Subsampling Diffusion Gradients via Poisson Sphere Elimination
Abstract
Subsampling from a set of diffusion gradient directions is useful for evaluation of image acquisition and reconstruction strategies. However, a challenge associated with gradient subsampling is the requirement to ensure uniform distribution of a predetermined number of subsampled directions. Here, we introduce a method for near-uniform subsampling for an arbitrary target number of gradient directions.
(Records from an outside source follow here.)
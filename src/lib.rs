//! Upvote Board backend
//!
//! Signed-in users submit short feature requests and upvote each other's
//! requests; a live, vote-ranked list is pushed to clients as it changes.

pub mod api;
pub mod auth;
pub mod board;
pub mod client;
pub mod config;
pub mod db;
pub mod errors;
pub mod live;
pub mod models;

use std::sync::Arc;

use axum::{
    middleware,
    routing::{get, post},
    Router,
};
use tower_http::cors::{Any, CorsLayer};
use tower_http::trace::TraceLayer;
use tracing_subscriber::{layer::SubscriberExt, util::SubscriberInitExt, EnvFilter};

use board::RequestBoard;
use config::Config;
use db::Repository;

/// Application state shared across all handlers.
#[derive(Clone)]
pub struct AppState {
    pub repo: Arc<Repository>,
    pub board: RequestBoard,
    pub config: Arc<Config>,
}

impl AppState {
    pub fn new(repo: Arc<Repository>, config: Config) -> Self {
        Self {
            board: RequestBoard::new(repo.clone()),
            repo,
            config: Arc::new(config),
        }
    }
}

/// Install the global tracing subscriber. `RUST_LOG` wins over the configured level.
pub fn init_tracing(config: &Config) {
    let env_filter =
        EnvFilter::try_from_default_env().unwrap_or_else(|_| EnvFilter::new(&config.log_level));

    let registry = tracing_subscriber::registry().with(env_filter);
    if config.log_json {
        registry
            .with(tracing_subscriber::fmt::layer().json())
            .init();
    } else {
        registry.with(tracing_subscriber::fmt::layer()).init();
    }
}

/// Create the application router with all routes.
pub fn create_router(state: AppState) -> Router {
    let cors = CorsLayer::new()
        .allow_origin(Any)
        .allow_methods(Any)
        .allow_headers(Any);

    // Clone PSK for the auth layer
    let psk = state.config.api_psk.clone();

    // Everything the identity gateway fronts
    let gateway_routes = Router::new()
        // Callables
        .route("/sayHello", post(api::say_hello))
        .route("/addRequest", post(api::add_request))
        .route("/upvote", post(api::upvote))
        // Identity lifecycle
        .route("/hooks/identity/created", post(api::identity_created))
        .route("/hooks/identity/deleted", post(api::identity_deleted))
        // Ranked list
        .route("/requests", get(api::list_requests))
        .route("/requests/live", get(api::live_requests))
        .layer(middleware::from_fn(move |req, next| {
            auth::psk_auth_layer(psk.clone(), req, next)
        }));

    // Plain endpoints (no auth required)
    let public_routes = Router::new()
        .route("/randomNumber", get(api::random_number))
        .route("/toTheDojo", get(api::to_the_dojo))
        .route("/health", get(api::health_check));

    Router::new()
        .merge(gateway_routes)
        .merge(public_routes)
        .layer(cors)
        .layer(TraceLayer::new_for_http())
        .with_state(state)
}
Gradient subsampling requires the outcome to be ideally uniformly distributed for a target number of directions. Few methods have been proposed to tackle this problem. One approach is to select the gradient directions for each shell based on a smaller set of reference directions that are uniformly distributed. Another approach is to split a set of directions into subsets that are approximately uniformly distributed via iterative permutations. However, it is not straightforward using this method to choose a target number of output directions. In this work, we introduce a method for fast subsampling with an arbitrary target number of gradient directions without the need for reference directions or iterative optimization.
Methods
We employ Poisson sphere sample elimination for gradient subsampling.
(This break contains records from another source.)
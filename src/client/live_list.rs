//! Client-side live request list.
//!
//! Holds the latest ranked snapshot and notifies listeners whenever a new
//! one arrives. Each snapshot replaces the previous list wholesale.

use std::sync::Arc;

use parking_lot::RwLock;
use tokio::sync::broadcast::{self, error::RecvError};
use tokio::task::JoinHandle;

use super::Upvoter;
use crate::live::RequestSnapshot;

type SnapshotListener = Arc<dyn Fn(&RequestSnapshot) + Send + Sync>;

/// State container for the ranked request list.
#[derive(Clone)]
pub struct LiveRequestList {
    inner: Arc<Inner>,
}

struct Inner {
    current: RwLock<RequestSnapshot>,
    listeners: RwLock<Vec<SnapshotListener>>,
    upvoter: Arc<dyn Upvoter>,
}

impl LiveRequestList {
    pub fn new(upvoter: Arc<dyn Upvoter>) -> Self {
        Self {
            inner: Arc::new(Inner {
                current: RwLock::new(Arc::new(Vec::new())),
                listeners: RwLock::new(Vec::new()),
                upvoter,
            }),
        }
    }

    /// The most recent snapshot, highest vote count first.
    pub fn current_list(&self) -> RequestSnapshot {
        self.inner.current.read().clone()
    }

    /// Register a callback invoked with every snapshot applied after this call.
    pub fn on_snapshot<F>(&self, listener: F)
    where
        F: Fn(&RequestSnapshot) + Send + Sync + 'static,
    {
        self.inner.listeners.write().push(Arc::new(listener));
    }

    /// Replace the list with `snapshot` and notify listeners.
    ///
    /// Listeners run without any lock held, so they may read the list or
    /// register further listeners.
    pub fn apply_snapshot(&self, snapshot: RequestSnapshot) {
        *self.inner.current.write() = snapshot.clone();

        let listeners: Vec<SnapshotListener> = self.inner.listeners.read().clone();
        for listener in listeners {
            listener(&snapshot);
        }
    }

    /// Apply `initial`, then every snapshot from `rx` until the feed closes.
    pub fn attach(
        &self,
        initial: RequestSnapshot,
        mut rx: broadcast::Receiver<RequestSnapshot>,
    ) -> JoinHandle<()> {
        self.apply_snapshot(initial);

        let list = self.clone();
        tokio::spawn(async move {
            loop {
                match rx.recv().await {
                    Ok(snapshot) => list.apply_snapshot(snapshot),
                    Err(RecvError::Lagged(skipped)) => {
                        tracing::debug!(skipped, "Live list lagged behind the feed");
                    }
                    Err(RecvError::Closed) => {
                        tracing::debug!("Request feed closed");
                        break;
                    }
                }
            }
        })
    }

    /// Upvote a request. Failures are logged, not returned.
    pub async fn request_upvote(&self, id: &str) {
        if let Err(e) = self.inner.upvoter.upvote(id).await {
            tracing::warn!(request_id = id, "Upvote failed: {}", e.message());
        }
    }
}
Single-Shell Subsampling: With a desired Poisson sphere radius, a dart-throwing mechanism is used to determine whether each sample, in the order of increasing index, should be accepted or eliminated based on its distance to previously accepted samples. When two samples are close together, dart-throwing eliminates the sample with the greater index. Hence, given a set of samples in a particular order, dart-throwing picks a subset with an arbitrary size. To avoid explicitly specifying the Poisson sphere radius, we employ a greedy sample elimination algorithm to compute a weight for each sample in a given set and then eliminate the samples with weights greater than a threshold.
Multi-Shell Subsampling: We extend the above method to multi-shell subsampling with an arbitrary target number of gradient directions for each shell. For each sample in a shell, we can compute an intra-shell distance between the sample and the other samples in the same shell, and an inter-shell distance between the sample and the other samples in all shells collapsed into a single shell. We use a weighted combination of the two distances to select samples via Poisson sphere sample elimination. The optimal weight for distance combination is determined based on the minimum error between the spherical mean images computed with the subsampled directions and the original directions.
References
Wu, Y., Ahmad, S., Ma, L., Yang, E., P.-T. Yap, 2021. Subsampling Diffusion Gradients via Poisson Sphere Elimination, ISMRM, May 15-20, 2021.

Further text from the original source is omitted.